To model future arrivals of new alumni, we graphed the number of new alumni by year with first-time BBA and MBA degrees. In examining the graph, we felt that a normal distribution best described the number of graduates with BBAs and MBAs. A goodness-of-fit test confirmed that this was a reasonable assumption.
We used this information in a second set of simulations to model the number of new alumni being added each year to the business alumni population. In using this distribution, we assumed that the number of alumni added each year would be stable over time. While this may be true in the near-future, this assumption becomes less valid over time as the University's programs and policies change.
Alumni Demographic Information: We obtained these data from the alumni office Oracle database at the University of Michigan. We assumed that common demographic information such as name, sex, status of alumni (living, dead, inactive), birth date, and degree information was accurate. We reviewed other demographic information (participation in alumni events and employment history) as being to unreliable for analysis.
Operations of the Alumni Database: We obtained information about alumni database management by interviewing Central Alumni office managers and staff in the Business School. During the course of a year, the author made daily visits to the alumni office to examine new information about alumni who had changed their addresses.
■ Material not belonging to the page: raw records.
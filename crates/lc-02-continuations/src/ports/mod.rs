//! Ports (driven interfaces) of the suspendable computation subsystem.

pub mod outbound;

pub use outbound::LedgerResolvers;
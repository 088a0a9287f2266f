//! # Core Domain Entities
//!
//! Defines the ledger entities shared by the read-path subsystems.
//!
//! ## Clusters
//!
//! - **Stream**: `Offset`: the position of a committed event in the
//!   transaction log.
//! - **Interpretation**: `Party`, `ContractId`, `PackageId`,
//!   `GlobalKeyWithMaintainers`, `ContractInstance`, `Package`: the data
//!   the interpreter requests from the host while a computation is paused.

use serde::{Deserialize, Serialize};
use std::collections::BTreeSet;
use std::fmt;

// =============================================================================
// CLUSTER A: THE STREAM
// =============================================================================

/// The position of a committed event in the transaction log.
///
/// Offsets are assigned by the committer and are totally ordered. Consumers
/// must never interpret the interior value beyond equality and ordering;
/// in particular, offsets are not required to be dense.
#[derive(
    Debug, Clone, Copy, PartialEq, Eq, PartialOrd, Ord, Hash, Serialize, Deserialize, Default,
)]
pub struct Offset(u64);

impl Offset {
    /// The offset before any committed event.
    pub const BEGINNING: Offset = Offset(0);

    /// Wraps a raw committer-assigned position.
    pub fn new(position: u64) -> Self {
        Self(position)
    }

    /// Returns the raw position. Intended for storage adapters only.
    pub fn position(self) -> u64 {
        self.0
    }
}

impl fmt::Display for Offset {
    fn fmt(&self, f: &mut fmt::Formatter<'_>) -> fmt::Result {
        // Fixed-width hex so lexicographic and numeric order agree in logs.
        write!(f, "{:016x}", self.0)
    }
}

// =============================================================================
// CLUSTER B: INTERPRETATION
// =============================================================================

/// A ledger party identifier.
#[derive(Debug, Clone, PartialEq, Eq, PartialOrd, Ord, Hash, Serialize, Deserialize)]
pub struct Party(String);

impl Party {
    /// Wraps a party identifier string.
    pub fn new(name: impl Into<String>) -> Self {
        Self(name.into())
    }

    /// Returns the identifier as a string slice.
    pub fn as_str(&self) -> &str {
        &self.0
    }
}

impl fmt::Display for Party {
    fn fmt(&self, f: &mut fmt::Formatter<'_>) -> fmt::Result {
        f.write_str(&self.0)
    }
}

/// An opaque contract identifier assigned at creation time.
#[derive(Debug, Clone, PartialEq, Eq, PartialOrd, Ord, Hash, Serialize, Deserialize)]
pub struct ContractId(String);

impl ContractId {
    /// Wraps a contract identifier string.
    pub fn new(id: impl Into<String>) -> Self {
        Self(id.into())
    }

    /// Returns the identifier as a string slice.
    pub fn as_str(&self) -> &str {
        &self.0
    }
}

impl fmt::Display for ContractId {
    fn fmt(&self, f: &mut fmt::Formatter<'_>) -> fmt::Result {
        f.write_str(&self.0)
    }
}

/// An opaque package identifier (content hash of the compiled package).
#[derive(Debug, Clone, PartialEq, Eq, PartialOrd, Ord, Hash, Serialize, Deserialize)]
pub struct PackageId(String);

impl PackageId {
    /// Wraps a package identifier string.
    pub fn new(id: impl Into<String>) -> Self {
        Self(id.into())
    }

    /// Returns the identifier as a string slice.
    pub fn as_str(&self) -> &str {
        &self.0
    }
}

impl fmt::Display for PackageId {
    fn fmt(&self, f: &mut fmt::Formatter<'_>) -> fmt::Result {
        f.write_str(&self.0)
    }
}

/// A contract key together with the parties that maintain it.
///
/// Key lookups are routed to the host with the maintainers attached so the
/// host can scope the lookup without re-deriving them.
#[derive(Debug, Clone, PartialEq, Eq, PartialOrd, Ord, Hash, Serialize, Deserialize)]
pub struct GlobalKeyWithMaintainers {
    /// Fully qualified template the key belongs to.
    pub template_id: String,
    /// Canonical serialization of the key value.
    pub key: Vec<u8>,
    /// Parties maintaining the key.
    pub maintainers: BTreeSet<Party>,
}

impl GlobalKeyWithMaintainers {
    /// Builds a key for `template_id` from its canonical bytes and maintainers.
    pub fn new(
        template_id: impl Into<String>,
        key: Vec<u8>,
        maintainers: BTreeSet<Party>,
    ) -> Self {
        Self {
            template_id: template_id.into(),
            key,
            maintainers,
        }
    }
}

/// An instance of a contract as stored on the ledger.
#[derive(Debug, Clone, PartialEq, Eq, Serialize, Deserialize)]
pub struct ContractInstance {
    /// Fully qualified template this instance was created from.
    pub template_id: String,
    /// Canonical serialization of the create argument.
    pub argument: Vec<u8>,
    /// Parties that signed the create.
    pub signatories: BTreeSet<Party>,
    /// Signatories plus observers.
    pub stakeholders: BTreeSet<Party>,
}

/// A compiled package as resolved by the host.
#[derive(Debug, Clone, PartialEq, Eq, Serialize, Deserialize)]
pub struct Package {
    /// Human-readable package name.
    pub name: String,
    /// Package version string.
    pub version: String,
    /// Names of the modules the package contains.
    pub modules: Vec<String>,
}

impl Package {
    /// Builds a package descriptor with no modules listed.
    pub fn new(name: impl Into<String>, version: impl Into<String>) -> Self {
        Self {
            name: name.into(),
            version: version.into(),
            modules: Vec::new(),
        }
    }
}
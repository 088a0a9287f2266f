//! Structured logging setup.
//!
//! Installs a `tracing` subscriber with an env-filter and either a
//! human-readable or a JSON formatting layer. JSON lines carry consistent
//! fields (`timestamp`, `level`, `target`, `message`) that log shippers
//! can parse without custom rules.

use tracing_subscriber::{layer::SubscriberExt, util::SubscriberInitExt, EnvFilter};

use crate::{TelemetryConfig, TelemetryError};

/// Handle returned by [`init_logging`]. Currently nothing to flush on drop;
/// kept as a guard so the call sites don't change if that changes.
pub struct LoggingGuard {
    _initialized: bool,
}

/// Install the global tracing subscriber.
///
/// Fails if a subscriber is already installed for this process.
pub fn init_logging(config: &TelemetryConfig) -> Result<LoggingGuard, TelemetryError> {
    let env_filter = EnvFilter::try_from_default_env()
        .or_else(|_| EnvFilter::try_new(&config.log_level))
        .map_err(|e| TelemetryError::Config(e.to_string()))?;

    if config.json_logs {
        let json_layer = tracing_subscriber::fmt::layer()
            .json()
            .with_target(true)
            .with_thread_ids(true);

        tracing_subscriber::registry()
            .with(env_filter)
            .with(json_layer)
            .try_init()
            .map_err(|e| TelemetryError::LoggingInit(e.to_string()))?;
    } else {
        let fmt_layer = tracing_subscriber::fmt::layer()
            .with_target(true)
            .with_ansi(true);

        tracing_subscriber::registry()
            .with(env_filter)
            .with(fmt_layer)
            .try_init()
            .map_err(|e| TelemetryError::LoggingInit(e.to_string()))?;
    }

    tracing::debug!(
        service = %config.service_name,
        json_logs = config.json_logs,
        "structured logging initialized"
    );

    Ok(LoggingGuard { _initialized: true })
}

#[cfg(test)]
mod tests {
    // Subscriber installation is global per process; exercised in the
    // integration-tests crate where a single install is guaranteed.
}
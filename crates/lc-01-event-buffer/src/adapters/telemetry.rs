//! Prometheus adapter for the buffer metrics sink.
//!
//! Resolves the `lc_stream_buffer_*` metric families from
//! `ledger-telemetry` under the given qualifier label and forwards every
//! signal the domain emits.

use ledger_telemetry::BufferMetrics;

use crate::ports::outbound::BufferMetricsSink;

/// Metrics sink backed by the global Prometheus registry.
///
/// The `qualifier` becomes the `buffer` label, so several buffer instances
/// (e.g. `transactions` and `completions`) share one metric family while
/// staying distinguishable in dashboards.
pub struct PrometheusBufferMetrics {
    inner: BufferMetrics,
}

impl PrometheusBufferMetrics {
    /// Resolves the metric children for `qualifier`.
    pub fn new(qualifier: &str) -> Self {
        Self {
            inner: BufferMetrics::new(qualifier),
        }
    }
}

impl BufferMetricsSink for PrometheusBufferMetrics {
    fn observe_push_seconds(&self, seconds: f64) {
        self.inner.observe_push_seconds(seconds);
    }

    fn observe_slice_seconds(&self, seconds: f64) {
        self.inner.observe_slice_seconds(seconds);
    }

    fn observe_prune_seconds(&self, seconds: f64) {
        self.inner.observe_prune_seconds(seconds);
    }

    fn observe_slice_size(&self, entries: u64) {
        self.inner.observe_slice_size(entries);
    }
}
//! # Ledger Telemetry
//!
//! Observability for the LedgerCore read-path subsystems.
//!
//! ## Components
//!
//! - **Metrics**: Prometheus registry with per-buffer histograms for the
//!   stream cache hot path, exported in text format for scraping.
//! - **Logging**: `tracing` subscriber setup with env-filter and optional
//!   JSON output for containerized deployments.
//!
//! ## Usage
//!
//! ```rust,ignore
//! use ledger_telemetry::{init_telemetry, TelemetryConfig};
//!
//! fn main() {
//!     let config = TelemetryConfig::from_env();
//!     let _guard = init_telemetry(config).expect("telemetry init failed");
//!     // Application code; metrics and logs are now collected.
//! }
//! ```
//!
//! ## Environment Variables
//!
//! | Variable | Default | Description |
//! |----------|---------|-------------|
//! | `LC_SERVICE_NAME` | `ledgercore` | Service name attached to logs |
//! | `LC_LOG_LEVEL` | `info` | Log level filter |
//! | `LC_JSON_LOGS` | `false` | Emit JSON log lines |

mod config;
mod logging;
pub mod metrics;

pub use config::TelemetryConfig;
pub use logging::LoggingGuard;
pub use metrics::{
    encode_metrics, register_metrics, BufferMetrics, HistogramTimer, MetricsHandle,
};

use thiserror::Error;

/// Telemetry initialization errors.
#[derive(Error, Debug)]
pub enum TelemetryError {
    /// Prometheus registration failed.
    #[error("Failed to initialize Prometheus metrics: {0}")]
    MetricsInit(String),

    /// Subscriber installation failed (usually: installed twice).
    #[error("Failed to initialize logging: {0}")]
    LoggingInit(String),

    /// Invalid configuration value.
    #[error("Invalid configuration: {0}")]
    Config(String),
}

/// Guard that keeps telemetry active. Drop to flush and shut down.
pub struct TelemetryGuard {
    _metrics: MetricsHandle,
    _logging: LoggingGuard,
}

/// Initialize metrics and logging in one call.
///
/// Returns a guard that must be held for the lifetime of the process.
pub fn init_telemetry(config: TelemetryConfig) -> Result<TelemetryGuard, TelemetryError> {
    let metrics = register_metrics()?;
    let logging = logging::init_logging(&config)?;

    Ok(TelemetryGuard {
        _metrics: metrics,
        _logging: logging,
    })
}
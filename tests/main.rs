// These tests run against the real inotify API of the kernel they run on.

use std::{
    cmp::Ordering,
    collections::BTreeSet,
    fs::{
        self,
        File,
        OpenOptions,
    },
    io::Write,
    path::PathBuf,
    sync::mpsc,
    thread,
    time::{
        Duration,
        Instant,
    },
};

use inotify_io::{
    create_descriptor,
    Error,
    EventKind,
    EventMask,
    Inotify,
    WatchMask,
    MAX_EVENT_SIZE,
};
use tempdir::TempDir;

#[test]
fn it_should_watch_a_file() {
    let mut testdir = TestDir::new();
    let (path, mut file) = testdir.new_file();

    let mut inotify = Inotify::init().unwrap();
    let watch = inotify.watches().add(&path, WatchMask::MODIFY).unwrap();

    write_to(&mut file);

    let event = inotify.read_event_blocking().unwrap();
    assert_eq!(watch, event.wd);
    assert!(event.mask.contains(EventMask::MODIFY));
    assert_eq!(event.file_name(), None);
}

#[test]
fn it_should_report_created_files_with_their_watch() {
    let testdir = TestDir::new();

    let mut inotify = Inotify::init().unwrap();
    let watch = inotify
        .watches()
        .add(testdir.path(), WatchMask::CREATE | WatchMask::MODIFY)
        .unwrap();
    assert!(watch.get_watch_descriptor_id() >= 0);

    File::create(testdir.path().join("x")).unwrap();

    let event = inotify.read_event_blocking().unwrap();
    assert_eq!(watch, event.wd);
    assert!(event.mask.contains(EventMask::CREATE));
    assert_eq!(event.file_name().unwrap(), "x");
}

#[test]
fn it_should_return_immediately_if_no_events_are_available() {
    let mut inotify = Inotify::init().unwrap();

    let start = Instant::now();
    let result = inotify.read_event();

    assert!(matches!(result, Err(Error::TimedOut)));
    assert!(start.elapsed() < Duration::from_millis(50));
}

#[test]
fn it_should_not_return_duplicate_events() {
    let mut testdir = TestDir::new();
    let (path, mut file) = testdir.new_file();

    let mut inotify = Inotify::init().unwrap();
    inotify.watches().add(&path, WatchMask::MODIFY).unwrap();

    write_to(&mut file);
    inotify.read_event_blocking().unwrap();

    assert!(matches!(inotify.read_event(), Err(Error::TimedOut)));
}

#[test]
fn it_should_handle_file_names_correctly() {
    let mut testdir = TestDir::new();
    let (mut path, mut file) = testdir.new_file();
    let file_name = path.file_name().unwrap().to_str().unwrap().to_string();
    path.pop(); // Get path to the directory the file is in

    let mut inotify = Inotify::init().unwrap();
    inotify.watches().add(&path, WatchMask::MODIFY).unwrap();

    write_to(&mut file);

    let event = inotify.read_event_blocking().unwrap();
    assert_eq!(file_name, event.file_name().unwrap().to_str().unwrap());
    // Padding is part of the raw name
    assert_eq!(event.name.len() % 4, 0);
    assert!(event.name.starts_with(file_name.as_bytes()));
}

#[test]
fn it_should_hand_out_buffered_events_in_order() {
    let testdir = TestDir::new();

    let mut inotify = Inotify::with_buffer_capacity(4096).unwrap();
    inotify
        .watches()
        .add(testdir.path(), WatchMask::CREATE)
        .unwrap();

    for name in &["one", "two", "three"] {
        File::create(testdir.path().join(name)).unwrap();
    }

    // The first read picks up all three events; none may get lost.
    let first = inotify.read_event_blocking().unwrap();
    let second = inotify.read_event().unwrap();
    let third = inotify.read_event().unwrap();

    assert_eq!(first.file_name().unwrap(), "one");
    assert_eq!(second.file_name().unwrap(), "two");
    assert_eq!(third.file_name().unwrap(), "three");
    assert!(matches!(inotify.read_event(), Err(Error::TimedOut)));
}

#[test]
fn it_should_read_without_blocking_once_an_event_is_queued() {
    let testdir = TestDir::new();

    let mut inotify = Inotify::init().unwrap();
    let watch = inotify
        .watches()
        .add(testdir.path(), WatchMask::CREATE)
        .unwrap();

    File::create(testdir.path().join("queued")).unwrap();

    let event = inotify.read_event().unwrap();
    assert_eq!(watch, event.wd);
    assert_eq!(event.mask.kind(), Ok(Some(EventKind::Create)));
}

#[test]
fn it_should_connect_rename_events_through_the_cookie() {
    let testdir = TestDir::new();
    File::create(testdir.path().join("before")).unwrap();

    let mut inotify = Inotify::init().unwrap();
    inotify
        .watches()
        .add(testdir.path(), WatchMask::MOVE)
        .unwrap();

    fs::rename(testdir.path().join("before"), testdir.path().join("after")).unwrap();

    let from = inotify.read_event_blocking().unwrap();
    let to = inotify.read_event_blocking().unwrap();

    assert_eq!(from.event_names(), ["moved_from"]);
    assert_eq!(to.event_names(), ["moved_to"]);
    assert_eq!(from.file_name().unwrap(), "before");
    assert_eq!(to.file_name().unwrap(), "after");
    assert_ne!(from.cookie, 0);
    assert_eq!(from.cookie, to.cookie);
}

#[test]
fn it_should_add_and_remove_a_watch() {
    let mut testdir = TestDir::new();
    let (path, _) = testdir.new_file();

    let inotify = Inotify::init().unwrap();
    let mut watches = inotify.watches();

    for mask in &[
        WatchMask::ACCESS,
        WatchMask::ALL_EVENTS,
        WatchMask::CLOSE | WatchMask::ONESHOT,
        WatchMask::ATTRIB | WatchMask::DONT_FOLLOW,
    ] {
        let watch = watches.add(&path, *mask).unwrap();
        watches.remove(watch).unwrap();
    }
}

#[test]
fn it_should_update_an_existing_watch() {
    let mut testdir = TestDir::new();
    let (path, _) = testdir.new_file();

    let inotify = Inotify::init().unwrap();
    let mut watches = inotify.watches();

    let first = watches.add(&path, WatchMask::MODIFY).unwrap();
    let second = watches.add(&path, WatchMask::ACCESS).unwrap();

    assert_eq!(first, second);
}

#[test]
fn it_should_add_watches_by_event_name() {
    let testdir = TestDir::new();

    let mut inotify = Inotify::init().unwrap();
    let watch = inotify
        .watches()
        .add_events(testdir.path(), ["create", "no_such_event"])
        .unwrap();

    File::create(testdir.path().join("named")).unwrap();

    let event = inotify.read_event_blocking().unwrap();
    assert_eq!(watch, event.wd);
    assert_eq!(event.event_names(), ["create"]);
}

#[test]
fn it_should_reject_unknown_event_names() {
    let testdir = TestDir::new();
    let inotify = Inotify::init().unwrap();

    let result = inotify
        .watches()
        .add_events(testdir.path(), ["rename", "write"]);

    assert!(matches!(result, Err(Error::InvalidArgument(_))));
}

#[test]
fn it_should_report_the_removed_watch_or_nothing_after_removal() {
    let testdir = TestDir::new();

    let mut inotify = Inotify::init().unwrap();
    let mut watches = inotify.watches();
    let watch = watches.add(testdir.path(), WatchMask::CREATE).unwrap();
    let id = watch.get_watch_descriptor_id();

    watches.remove(watch).unwrap();

    match inotify.read_event() {
        Ok(event) => {
            assert!(event.is_ignored());
            assert_eq!(event.wd.get_watch_descriptor_id(), id);
        }
        Err(Error::TimedOut) => (),
        Err(error) => panic!("unexpected error: {}", error),
    }
}

#[test]
fn it_should_fail_to_remove_a_watch_twice() {
    let testdir = TestDir::new();

    let inotify = Inotify::init().unwrap();
    let mut watches = inotify.watches();
    let watch = watches.add(testdir.path(), WatchMask::CREATE).unwrap();

    watches.remove(watch.clone()).unwrap();
    let result = watches.remove(watch);

    match result {
        Err(Error::SystemFailure { source, .. }) => {
            assert_eq!(source.raw_os_error(), Some(libc::EINVAL));
        }
        other => panic!("unexpected result: {:?}", other),
    }
}

#[test]
fn it_should_reject_watch_descriptors_of_other_instances() {
    let testdir = TestDir::new();

    let inotify_a = Inotify::init().unwrap();
    let inotify_b = Inotify::init().unwrap();
    let watch = inotify_a
        .watches()
        .add(testdir.path(), WatchMask::CREATE)
        .unwrap();

    let result = inotify_b.watches().remove(watch);

    assert!(matches!(result, Err(Error::InvalidArgument(_))));
}

#[test]
fn it_should_reject_empty_and_nul_paths() {
    let inotify = Inotify::init().unwrap();
    let mut watches = inotify.watches();

    assert!(matches!(
        watches.add("", WatchMask::CREATE),
        Err(Error::InvalidArgument(_))
    ));
    assert!(matches!(
        watches.add("/tmp/nul\0byte", WatchMask::CREATE),
        Err(Error::InvalidArgument(_))
    ));
}

#[test]
fn it_should_surface_kernel_rejections_as_system_failures() {
    let testdir = TestDir::new();
    let inotify = Inotify::init().unwrap();
    let mut watches = inotify.watches();

    // The kernel refuses an empty mask
    assert!(matches!(
        watches.add(testdir.path(), WatchMask::empty()),
        Err(Error::SystemFailure { .. })
    ));
    assert!(matches!(
        watches.add(testdir.path().join("missing"), WatchMask::CREATE),
        Err(Error::SystemFailure { .. })
    ));
}

#[test]
fn it_should_refuse_operations_after_close() {
    let testdir = TestDir::new();

    let inotify = Inotify::init().unwrap();
    let mut watches = inotify.watches();
    let watch = watches.add(testdir.path(), WatchMask::CREATE).unwrap();

    inotify.close().unwrap();

    assert!(matches!(
        watches.add(testdir.path(), WatchMask::CREATE),
        Err(Error::ClosedDescriptor)
    ));
    assert!(matches!(watches.remove(watch), Err(Error::ClosedDescriptor)));
}

#[test]
fn it_should_fail_a_waiting_blocking_read_once_closed() {
    let testdir = TestDir::new();

    let mut inotify = Inotify::init().unwrap();
    let mut watches = inotify.watches();
    watches.add(testdir.path(), WatchMask::CREATE).unwrap();

    let (tx, rx) = mpsc::channel();
    thread::spawn(move || {
        let _ = tx.send(inotify.read_event_blocking());
    });

    // Nothing happens in the directory, so the read keeps waiting
    assert!(rx.recv_timeout(Duration::from_millis(100)).is_err());

    watches.close().unwrap();

    let result = rx.recv_timeout(Duration::from_secs(2)).unwrap();
    assert!(matches!(result, Err(Error::ClosedDescriptor)));
}

#[test]
fn it_should_close_through_any_handle() {
    let testdir = TestDir::new();

    let mut inotify = Inotify::init().unwrap();
    let mut watches = inotify.watches();
    watches.add(testdir.path(), WatchMask::CREATE).unwrap();
    File::create(testdir.path().join("queued")).unwrap();

    watches.close().unwrap();

    assert!(matches!(inotify.read_event(), Err(Error::ClosedDescriptor)));
    assert!(matches!(
        inotify.read_event_blocking(),
        Err(Error::ClosedDescriptor)
    ));
    assert!(matches!(watches.close(), Err(Error::ClosedDescriptor)));
    assert!(matches!(inotify.close(), Err(Error::ClosedDescriptor)));
}

#[test]
fn it_should_order_watch_descriptors_consistently_with_equality() {
    let testdir = TestDir::new();

    let inotify_a = Inotify::init().unwrap();
    let inotify_b = Inotify::init().unwrap();
    let a = inotify_a
        .watches()
        .add(testdir.path(), WatchMask::CREATE)
        .unwrap();
    let b = inotify_b
        .watches()
        .add(testdir.path(), WatchMask::CREATE)
        .unwrap();

    // First watch of each instance
    assert_eq!(a.get_watch_descriptor_id(), b.get_watch_descriptor_id());
    assert_ne!(a, b);
    assert_ne!(a.cmp(&b), Ordering::Equal);
    assert_eq!(a.cmp(&a.clone()), Ordering::Equal);

    let set: BTreeSet<_> = vec![a.clone(), b.clone(), a.clone()].into_iter().collect();
    assert_eq!(set.len(), 2);
    assert!(set.contains(&a));
    assert!(set.contains(&b));
}

#[test]
fn it_should_wrap_a_created_descriptor() {
    let testdir = TestDir::new();
    let fd = create_descriptor().unwrap();

    let mut inotify = Inotify::from_descriptor(fd).unwrap();
    inotify
        .watches()
        .add(testdir.path(), WatchMask::CREATE)
        .unwrap();

    File::create(testdir.path().join("wrapped")).unwrap();

    assert_eq!(
        inotify.read_event_blocking().unwrap().file_name().unwrap(),
        "wrapped"
    );
    inotify.close().unwrap();
}

#[test]
fn it_should_reject_buffers_smaller_than_one_event() {
    assert!(matches!(
        Inotify::with_buffer_capacity(MAX_EVENT_SIZE - 1),
        Err(Error::InvalidArgument(_))
    ));
    assert!(Inotify::with_buffer_capacity(MAX_EVENT_SIZE).is_ok());
}

struct TestDir {
    dir: TempDir,
    counter: u32,
}

impl TestDir {
    fn new() -> TestDir {
        TestDir {
            dir: TempDir::new("inotify-io-test").unwrap(),
            counter: 0,
        }
    }

    fn path(&self) -> &std::path::Path {
        self.dir.path()
    }

    fn new_file(&mut self) -> (PathBuf, File) {
        let id = self.counter;
        self.counter += 1;

        let path = self.dir.path().join("file-".to_string() + &id.to_string());
        let file = OpenOptions::new()
            .create(true)
            .truncate(true)
            .write(true)
            .open(&path)
            .unwrap_or_else(|error| panic!("Failed to create temporary file: {}", error));

        (path, file)
    }
}

fn write_to(file: &mut File) {
    file.write_all(b"This should trigger an inotify event.")
        .unwrap_or_else(|error| panic!("Failed to write to file: {}", error));
}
Alumni Move Rate: During the year of the study, we obtained 4,866 records of changed addresses involving 4,391 business school alumni (some moved more than once during the year). This information was supplied by the U.S. Postal Service, which provided returned address-change information whenever it could not deliver a Business School alumni publication. These data include a date (Month/Year) on which mail forwarding is to begin. The Postal Service retains this information, so it can stop forwarding mail after a year has passed. In addition, we searched the Central Alumni database to find alumni whose home address was corrected by the NCOA address vendor before an alumni publication was mailed (some alumni do not receive alumni publications or have publications sent to their work address).
We merged both hand-collected postal records and the query records from the database into a large file, which we then checked manually. For a move to have occurred, there had to be some indication from either the database or postal records that the alumnus had moved from one address to another during the 1994-1995 study period. We eliminated a significant number of records because there was evidence to suggest that they were corrections to existing current addresses.
There were also records that we believed indicated valid moves, but we were unsure of the exact move dates. If the Postal Service did not supply move dates, we used the earliest date we had on file when the change was detected. Because the alumni office publishes frequently, we could almost always identify the quarter in which the move occurred. While our final file contains some errors, we believe it is a good indicator of the number of moves during that period for the business alumni population.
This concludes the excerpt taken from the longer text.